The task is extremely challenging. Traditional approaches using constraint-solving based solutions have only been able to scale up to small programs. In this project, we will explore new directions using deep learning and deep reinforcement learning combined with other techniques such as formal reasoning and probabilistic programming for broader and more scalable program synthesis.
We will consider program synthesis from a broad spectrum of specification methods, including natural language description, input-output examples, programming by demonstrations, formal goal descriptions, novelty-based metrics, and other reward functions.
We will consider a broad spectrum of application domains, including end-user programming, automatic synthesis of security protocols and secure systems including smart contracts, automatic synthesis of data analytics queries and pipelines, automated assistance for program analysis and verification, and automatic synthesis of distributed systems code.
In this process, besides enabling real-world applications using program synthesis, we hope to make contributions towards addressing core challenges in deep learning including generalization, search, abstraction, and representation. We believe that fully solving the program synthesis problem is equivalent to solving AGI (artificial general intelligence).
We aim to explore new approaches for automated data exploration and insight extraction, while leveraging limited guidance and feedback from human analysts. To achieve this, we will explore and combine techniques including deep learning, reinforcement learning, program synthesis, meta learning, probabilistic programming, and interpretable machine learning. Given a dataset, we will explore how to automate the different stages of the data science pipeline, including data wrangling, data cleaning, feature engineering and extraction, model building and architecture search, model criticism and revision, and results presentation and interpretation.
We will explore diverse application domains including computer security such as attack and anomaly detection and diagnosis, system monitoring and diagnosis, and trend analysis. Our long-term vision is to build real-world systems that automatically explore, analyze and learn from data in order to glean insights from data and facilitate decision making, while leveraging limited human guidance and feedback.
Generalization is a key challenge to deep learning systems. How do we know how a deep learning system such as a neural program, a robot or a self-driving car will behave in a new environment and still be safe and secure against attacks such as adversarial perturbation? How do we specify security properties for deep learning systems? How do we test and verify desired security properties for deep learning systems? Is it possible to provide provable guarantees?
Security will be one of the biggest challenges in deploying artificial intelligence. Traditional program verification techniques such as symbolic reasoning are mainly effective for logical programs. To reason about the safety and security of artificial intelligence systems, we need to design and develop new techniques and approaches. We plan to take a multi-pronged approach to explore deeper understanding of attacks, defenses, and methods for reasoning about the security of artificial intelligence systems.

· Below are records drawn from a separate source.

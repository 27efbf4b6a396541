//! # GGWP Testing
//!
//! Testing utilities and helpers for the GG Well Played booking architecture.
//!
//! This crate provides:
//! - Mock implementations of Environment traits
//! - A fluent Given-When-Then harness for reducers
//! - Assertion helpers for effects
//!
//! ## Example
//!
//! ```ignore
//! use ggwp_testing::mocks::test_clock;
//! use ggwp_runtime::Store;
//!
//! #[tokio::test]
//! async fn test_booking_flow() {
//!     let env = test_environment();
//!     let store = Store::new(BookingState::initial(&env.catalog), BookingReducer, env);
//!
//!     store.send(BookingAction::Submit).await?;
//!
//!     let status = store.state(|s| s.status).await;
//!     assert_eq!(status, SubmissionStatus::Processing);
//! }
//! ```

use chrono::{DateTime, Utc};
use ggwp_core::environment::Clock;

/// Mock implementations for testing.
pub mod mocks {
    use super::{Clock, DateTime, Utc};

    /// Fixed clock for deterministic tests
    ///
    /// Always returns the same time, making tests reproducible.
    ///
    /// # Example
    ///
    /// ```
    /// use ggwp_testing::mocks::FixedClock;
    /// use ggwp_core::environment::Clock;
    /// use chrono::Utc;
    ///
    /// let clock = FixedClock::new(Utc::now());
    /// let time1 = clock.now();
    /// let time2 = clock.now();
    /// assert_eq!(time1, time2); // Always the same!
    /// ```
    #[derive(Debug, Clone)]
    pub struct FixedClock {
        time: DateTime<Utc>,
    }

    impl FixedClock {
        /// Create a new fixed clock with the given time
        #[must_use]
        pub const fn new(time: DateTime<Utc>) -> Self {
            Self { time }
        }
    }

    impl Clock for FixedClock {
        fn now(&self) -> DateTime<Utc> {
            self.time
        }
    }

    /// Create a default fixed clock for tests (2025-01-01 00:00:00 UTC)
    ///
    /// # Panics
    ///
    /// This function will panic if the hardcoded timestamp fails to parse,
    /// which should never happen in practice.
    #[must_use]
    #[allow(clippy::expect_used)]
    pub fn test_clock() -> FixedClock {
        FixedClock::new(
            DateTime::parse_from_rfc3339("2025-01-01T00:00:00Z")
                .expect("hardcoded timestamp should always parse")
                .with_timezone(&Utc),
        )
    }
}


pub use reducer_test::ReducerTest;
pub use reducer_test::assertions;
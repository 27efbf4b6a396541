//! WhatsApp handoff.
//!
//! After a booking persists, the customer is handed to the lounge's
//! WhatsApp line with a pre-filled message. The core only builds the deep
//! link and hands it to an injected opener; it has no visibility into
//! whether the external channel was actually reached.

use crate::types::{BookingRecord, SeatId};

/// The lounge's WhatsApp business number
pub const WHATSAPP_NUMBER: &str = "918888237925";

/// Builds the pre-filled handoff message
///
/// The record carries the combined date string; the separate `date` and
/// `time` values are the raw form fields captured at submission.
#[must_use]
pub fn handoff_message(record: &BookingRecord, seat_id: &SeatId, date: &str, time: &str) -> String {
    format!(
        "*NEW BOOKING REQUEST*\n\
         ------------------\n\
         \u{1F464} Name: {name}\n\
         \u{1F4F1} Phone: {phone}\n\
         \u{1F4C5} Date: {date}\n\
         \u{23F0} Time: {time}\n\
         \u{1F3AE} Seat: {seat}\n\
         \u{2699}\u{FE0F} Rig: {rig}\n\
         \u{23F1}\u{FE0F} Duration: {duration}\n\
         \u{1F4B0} Total: \u{20B9}{price}",
        name = record.customer_name,
        phone = record.phone_number,
        seat = seat_id,
        rig = record.platform,
        duration = record.duration,
        price = record.price,
    )
}

/// Builds the `wa.me` deep link for a message
#[must_use]
pub fn handoff_url(message: &str) -> String {
    format!(
        "https://wa.me/{WHATSAPP_NUMBER}?text={}",
        urlencoding::encode(message)
    )
}

/// Destination for the handoff deep link
///
/// Fire-and-forget: opening has no result. A host with a real browser
/// window opens it; headless hosts log it.
pub trait HandoffOpener: Send + Sync {
    /// Opens (or otherwise surfaces) the deep link
    fn open(&self, url: &str);
}

/// Opener that logs the link instead of opening it
#[derive(Debug, Default, Clone, Copy)]
pub struct LoggingOpener;

impl HandoffOpener for LoggingOpener {
    fn open(&self, url: &str) {
        tracing::info!(url, "Handoff link ready");
    }
}

#[cfg(test)]
mod tests {
    use super::*;
    use crate::types::{BookingId, BookingRecord};

    fn sample_record() -> BookingRecord {
        BookingRecord {
            id: BookingId::from_timestamp_ms(1_700_000_654_321),
            customer_name: "Arjun".to_string(),
            phone_number: "9123456780".to_string(),
            date: "2025-03-15 7:00 PM".to_string(),
            platform: "Elite PC".to_string(),
            duration: "6 Hours".to_string(),
            price: 385,
            timestamp: 1_700_000_654_321,
            status: "CONFIRMED".to_string(),
        }
    }

    #[test]
    fn message_carries_every_booking_detail() {
        let message = handoff_message(
            &sample_record(),
            &SeatId::new("PC-03"),
            "2025-03-15",
            "7:00 PM",
        );

        assert!(message.starts_with("*NEW BOOKING REQUEST*\n------------------\n"));
        assert!(message.contains("Name: Arjun"));
        assert!(message.contains("Phone: 9123456780"));
        assert!(message.contains("Date: 2025-03-15"));
        assert!(message.contains("Time: 7:00 PM"));
        assert!(message.contains("Seat: PC-03"));
        assert!(message.contains("Rig: Elite PC"));
        assert!(message.contains("Duration: 6 Hours"));
        assert!(message.contains("Total: \u{20B9}385"));
    }

    #[test]
    fn url_targets_the_business_number_with_encoded_text() {
        let url = handoff_url("hello there*");

        assert!(url.starts_with("https://wa.me/918888237925?text="));
        // Spaces and asterisks must be percent-encoded
        assert!(url.ends_with("hello%20there%2A"));
        assert!(!url.contains(' '));
    }

    #[test]
    fn full_message_url_encodes_newlines() {
        let message = handoff_message(
            &sample_record(),
            &SeatId::new("PC-03"),
            "2025-03-15",
            "7:00 PM",
        );
        let url = handoff_url(&message);

        assert!(url.contains("%0A"));
        assert!(!url.contains('\n'));
    }
}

We will explore new techniques and approaches including differential privacy to enable privacy-preserving machine learning and data analytics in the real world. We aim to design and develop a general framework to enable automatic data analytics query analysis and rewriting to ensure the query results are differentially private. We plan to explore different approaches for differentially-private deep learning. Our goal is to both provide practical real-world solutions for privacy-preserving machine learning and data analytics and deepen the theoretical understanding in this area.